Dataset entries:
________________

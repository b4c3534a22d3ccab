//! AppiumDriver against a mock W3C server.

mod common;

use std::time::Duration;

use serde_json::json;

use common::{mock_appium, ok, w3c_error, MockReply};

use mobiprobe_core::appium::AppiumDriver;
use mobiprobe_core::config::{Capabilities, MobiprobeConfig};
use mobiprobe_core::driver::{AutomationDriver, DriverError};
use mobiprobe_core::element::{ElementHandle, ElementRect};
use mobiprobe_core::gesture::{Point, PointerSequence, SwipePath};
use mobiprobe_core::locator::Selector;
use mobiprobe_core::protocol::ELEMENT_KEY;
use mobiprobe_core::session::Session;
use mobiprobe_core::transcript::Transcript;

fn new_session_reply() -> MockReply {
    ok(json!({ "sessionId": "sess-1", "capabilities": { "platformName": "Android" } }))
}

#[tokio::test]
async fn test_start_creates_session_and_sets_implicit_wait() {
    let (url, log) = mock_appium(vec![new_session_reply(), ok(json!(null))]).await;

    let driver = AppiumDriver::builder(url)
        .implicit_wait(Duration::from_secs(10))
        .start(&Capabilities::default())
        .await
        .unwrap();

    assert_eq!(driver.session_id(), "sess-1");
    let requests = log.lock().unwrap().clone();
    assert_eq!(requests[0].method, "POST");
    assert_eq!(requests[0].path, "/session");
    let caps = &requests[0].body["capabilities"]["alwaysMatch"];
    assert_eq!(caps["platformName"], "Android");
    assert_eq!(caps["appium:automationName"], "UiAutomator2");
    assert_eq!(caps["appium:newCommandTimeout"], 300);
    assert_eq!(requests[1].path, "/session/sess-1/timeouts");
    assert_eq!(requests[1].body, json!({ "implicit": 10000 }));
}

#[tokio::test]
async fn test_start_without_implicit_wait_sends_one_request() {
    let (url, log) = mock_appium(vec![new_session_reply()]).await;

    AppiumDriver::builder(format!("{url}/"))
        .start(&Capabilities::default())
        .await
        .unwrap();

    assert_eq!(log.lock().unwrap().len(), 1);
}

#[tokio::test]
async fn test_session_creation_error_is_reported() {
    let (url, _log) = mock_appium(vec![w3c_error(
        500,
        "session not created",
        "Could not find a connected Android device",
    )])
    .await;

    let err = AppiumDriver::builder(url)
        .start(&Capabilities::default())
        .await
        .unwrap_err();

    match err {
        DriverError::CommandFailed(msg) => {
            assert!(msg.starts_with("session not created:"), "got {msg}");
        }
        other => panic!("expected CommandFailed, got {other:?}"),
    }
}

#[tokio::test]
async fn test_find_click_and_read_element() {
    let (url, log) = mock_appium(vec![
        new_session_reply(),
        ok(json!({ ELEMENT_KEY: "el-42" })),
        ok(json!(null)),
        ok(json!("Button pressed 1 time")),
        ok(json!({ "x": 100.0, "y": 200.4, "width": 400, "height": 600 })),
        ok(json!(true)),
    ])
    .await;
    let driver = AppiumDriver::builder(url).start(&Capabilities::default()).await.unwrap();

    let el = driver
        .find_element(&Selector::xpath("//*[@resource-id='test-button']"))
        .await
        .unwrap();
    assert_eq!(el, ElementHandle::new("el-42"));
    driver.click(&el).await.unwrap();
    assert_eq!(driver.text(&el).await.unwrap(), "Button pressed 1 time");
    assert_eq!(driver.rect(&el).await.unwrap(), ElementRect::new(100, 200, 400, 600));
    assert!(driver.is_displayed(&el).await.unwrap());

    let requests = log.lock().unwrap().clone();
    assert_eq!(requests[1].path, "/session/sess-1/element");
    assert_eq!(
        requests[1].body,
        json!({ "using": "xpath", "value": "//*[@resource-id='test-button']" })
    );
    assert_eq!(requests[2].path, "/session/sess-1/element/el-42/click");
    assert_eq!(requests[3].method, "GET");
    assert_eq!(requests[3].path, "/session/sess-1/element/el-42/text");
    assert_eq!(requests[4].path, "/session/sess-1/element/el-42/rect");
    assert_eq!(requests[5].path, "/session/sess-1/element/el-42/displayed");
}

#[tokio::test]
async fn test_missing_element_maps_to_no_such_element() {
    let (url, _log) = mock_appium(vec![
        new_session_reply(),
        w3c_error(404, "no such element", "An element could not be located"),
    ])
    .await;
    let driver = AppiumDriver::builder(url).start(&Capabilities::default()).await.unwrap();

    let err = driver.find_element(&Selector::id("ghost")).await.unwrap_err();

    assert!(err.is_no_such_element());
}

#[tokio::test]
async fn test_server_gone_is_http_error() {
    let (url, _log) = mock_appium(vec![new_session_reply()]).await;
    let driver = AppiumDriver::builder(url).start(&Capabilities::default()).await.unwrap();

    // The mock has no reply left, so the connection is refused or closed.
    let err = driver.click(&ElementHandle::new("el-1")).await.unwrap_err();

    assert!(matches!(err, DriverError::Http(_)), "got {err:?}");
}

#[tokio::test]
async fn test_text_entry_and_attribute() {
    let (url, log) = mock_appium(vec![
        new_session_reply(),
        ok(json!(null)),
        ok(json!(null)),
        ok(json!(null)),
    ])
    .await;
    let driver = AppiumDriver::builder(url).start(&Capabilities::default()).await.unwrap();
    let el = ElementHandle::new("input");

    driver.clear(&el).await.unwrap();
    driver.send_keys(&el, "Hello Appium!").await.unwrap();
    assert_eq!(driver.attribute(&el, "text").await.unwrap(), None);

    let requests = log.lock().unwrap().clone();
    assert_eq!(requests[1].path, "/session/sess-1/element/input/clear");
    assert_eq!(requests[2].path, "/session/sess-1/element/input/value");
    assert_eq!(requests[2].body, json!({ "text": "Hello Appium!" }));
    assert_eq!(requests[3].path, "/session/sess-1/element/input/attribute/text");
}

#[tokio::test]
async fn test_gestures_keycode_and_quit() {
    let (url, log) = mock_appium(vec![
        new_session_reply(),
        ok(json!(null)),
        ok(json!(null)),
        ok(json!(null)),
        ok(json!(null)),
    ])
    .await;
    let driver = AppiumDriver::builder(url).start(&Capabilities::default()).await.unwrap();

    let path = SwipePath { start: Point::new(300, 750), end: Point::new(300, 250) };
    driver.swipe(300, 750, 300, 250, 1000).await.unwrap();
    driver.perform_pointer(&PointerSequence::drag(&path)).await.unwrap();
    driver.press_keycode(4).await.unwrap();
    driver.quit().await.unwrap();

    let requests = log.lock().unwrap().clone();
    assert_eq!(requests[1].path, "/session/sess-1/execute/sync");
    assert_eq!(requests[1].body["script"], "mobile: dragGesture");
    assert_eq!(requests[1].body["args"][0]["speed"], 500);
    assert_eq!(requests[2].path, "/session/sess-1/actions");
    assert_eq!(requests[2].body["actions"][0]["parameters"]["pointerType"], "touch");
    assert_eq!(requests[3].path, "/session/sess-1/appium/device/press_keycode");
    assert_eq!(requests[3].body, json!({ "keycode": 4 }));
    assert_eq!(requests[4].method, "DELETE");
    assert_eq!(requests[4].path, "/session/sess-1");
}

#[tokio::test]
async fn test_screenshot_is_base64_decoded() {
    let (url, _log) = mock_appium(vec![new_session_reply(), ok(json!("iVBORw=="))]).await;
    let driver = AppiumDriver::builder(url).start(&Capabilities::default()).await.unwrap();

    let png = driver.screenshot().await.unwrap();

    assert_eq!(&png[..3], &[0x89, b'P', b'N']);
}

#[tokio::test]
async fn test_session_connect_and_teardown_over_http() {
    let (url, log) = mock_appium(vec![new_session_reply(), ok(json!(null)), ok(json!(null))]).await;
    let config = MobiprobeConfig { server_url: url, ..MobiprobeConfig::default() };

    let session = Session::connect(&config, Transcript::new()).await.unwrap();
    assert!(session.teardown().await);
    assert!(!session.teardown().await);

    let requests = log.lock().unwrap().clone();
    assert_eq!(requests.len(), 3);
    assert_eq!(requests[2].method, "DELETE");
}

________________

Problem: Only a number is wanted here: how many lines above hold the string "xpath"?

Task output: 2